Exercise goal:
Report each line of the data that contains the string "AssertUnwindSafe".
[Opening Data for this exercise section]
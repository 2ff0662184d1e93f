use std::collections::HashMap;
use std::panic::{self, AssertUnwindSafe};
use std::thread;

use parking_lot::Mutex;
use tracing::{debug, error, trace, warn};

use crate::net::connect::correlation_id::CorrelationId;
use crate::net::reply::server_reply::ServerReply;
use crate::net::request_waiting_list::reply_callback::{PendingReply, ReplyCallbackType};
use crate::net::request_waiting_list::reply_error::ReplyError;
use crate::net::request_waiting_list::request_waiting_list_config::RequestWaitingListConfig;

/// Correlates replies with the requests waiting for them.
///
/// Every operation runs under one lock, so the history of `register`, `deliver`, `fail`,
/// `cancel_all` and `close` is totally ordered. An entry leaves the table exactly once and
/// its callback is invoked by whoever removed it, after the lock is released.
pub struct RequestWaitingList {
    state: Mutex<WaitingListState>,
}

struct WaitingListState {
    pending_requests: HashMap<CorrelationId, PendingReply>,
    closed_with: Option<ReplyError>,
}

impl RequestWaitingList {
    pub fn new(config: RequestWaitingListConfig) -> Self {
        return Self::new_with_capacity(config.get_capacity());
    }

    pub fn new_with_capacity(capacity: usize) -> Self {
        return RequestWaitingList {
            state: Mutex::new(WaitingListState {
                pending_requests: HashMap::with_capacity(capacity),
                closed_with: None,
            }),
        };
    }

    /// Registers `callback` as the receiver of the reply to `correlation_id`.
    ///
    /// A second registration for an id that is still pending is rejected: the first entry
    /// stays, and the new callback is failed with `DuplicateCorrelationId`. After `close`,
    /// the callback is failed right away with the close error.
    pub fn register(&self, correlation_id: CorrelationId, callback: ReplyCallbackType) {
        let pending_reply = PendingReply::new(correlation_id, callback);
        let rejection = {
            let mut state = self.state.lock();
            if let Some(error) = &state.closed_with {
                Some((pending_reply, error.clone()))
            } else if state.pending_requests.contains_key(&correlation_id) {
                Some((pending_reply, ReplyError::DuplicateCorrelationId(correlation_id)))
            } else {
                state.pending_requests.insert(correlation_id, pending_reply);
                None
            }
        };

        if let Some((pending_reply, error)) = rejection {
            if matches!(error, ReplyError::DuplicateCorrelationId(_)) {
                warn!(correlation_id, "rejecting registration, correlation id is already pending");
            } else {
                debug!(correlation_id, "rejecting registration on a closed waiting list");
            }
            pending_reply.fail(error);
        }
    }

    /// Resolves the request `reply` answers. Returns false if nothing was waiting for it.
    pub fn deliver(&self, reply: ServerReply) -> bool {
        let pending_reply = self.state.lock().pending_requests.remove(&reply.response_to());
        if let Some(pending_reply) = pending_reply {
            pending_reply.resolve(reply);
            return true;
        }
        return false;
    }

    pub fn fail(&self, correlation_id: CorrelationId, error: ReplyError) -> bool {
        let pending_reply = self.state.lock().pending_requests.remove(&correlation_id);
        if let Some(pending_reply) = pending_reply {
            pending_reply.fail(error);
            return true;
        }
        return false;
    }

    /// Fails every pending request with `error` and leaves the table empty.
    pub fn cancel_all(&self, error: ReplyError) -> usize {
        let drained = {
            let mut state = self.state.lock();
            Self::drain(&mut state)
        };
        return Self::fail_all(drained, error);
    }

    /// Same as `cancel_all`, and every later `register` is failed with `error`.
    /// Only the first close decides the error later registrations see.
    pub fn close(&self, error: ReplyError) -> usize {
        let drained = {
            let mut state = self.state.lock();
            if state.closed_with.is_none() {
                state.closed_with = Some(error.clone());
            }
            Self::drain(&mut state)
        };
        return Self::fail_all(drained, error);
    }

    pub fn is_closed(&self) -> bool {
        return self.state.lock().closed_with.is_some();
    }

    pub fn is_pending(&self, correlation_id: CorrelationId) -> bool {
        return self.state.lock().pending_requests.contains_key(&correlation_id);
    }

    pub fn len(&self) -> usize {
        return self.state.lock().pending_requests.len();
    }

    pub fn is_empty(&self) -> bool {
        return self.len() == 0;
    }

    fn drain(state: &mut WaitingListState) -> Vec<PendingReply> {
        return state.pending_requests.drain().map(|(_, pending_reply)| pending_reply).collect();
    }

    /// Fails every drained entry, even when one of the callbacks panics. The first panic is
    /// raised again once all entries are failed, unless the thread is already unwinding.
    fn fail_all(drained: Vec<PendingReply>, error: ReplyError) -> usize {
        let total = drained.len();
        if total > 0 {
            debug!(total, %error, "failing pending requests");
        }

        let mut panics = 0;
        let mut first_panic = None;
        for pending_reply in drained {
            let correlation_id = pending_reply.correlation_id();
            trace!(correlation_id, "failing pending request");

            let error = error.clone();
            if let Err(payload) = panic::catch_unwind(AssertUnwindSafe(move || pending_reply.fail(error))) {
                error!(correlation_id, "reply callback panicked while failing pending request");
                panics += 1;
                first_panic.get_or_insert(payload);
            }
        }

        if let Some(payload) = first_panic {
            error!(panics, total, "reply callbacks panicked while failing pending requests");
            if !thread::panicking() {
                panic::resume_unwind(payload);
            }
        }
        return total;
    }
}

impl Default for RequestWaitingList {
    fn default() -> Self {
        return Self::new(RequestWaitingListConfig::default());
    }
}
[Closing Data for this exercise section]
Written answer:
use std::panic::{self, AssertUnwindSafe};
            if let Err(payload) = panic::catch_unwind(AssertUnwindSafe(move || pending_reply.fail(error))) {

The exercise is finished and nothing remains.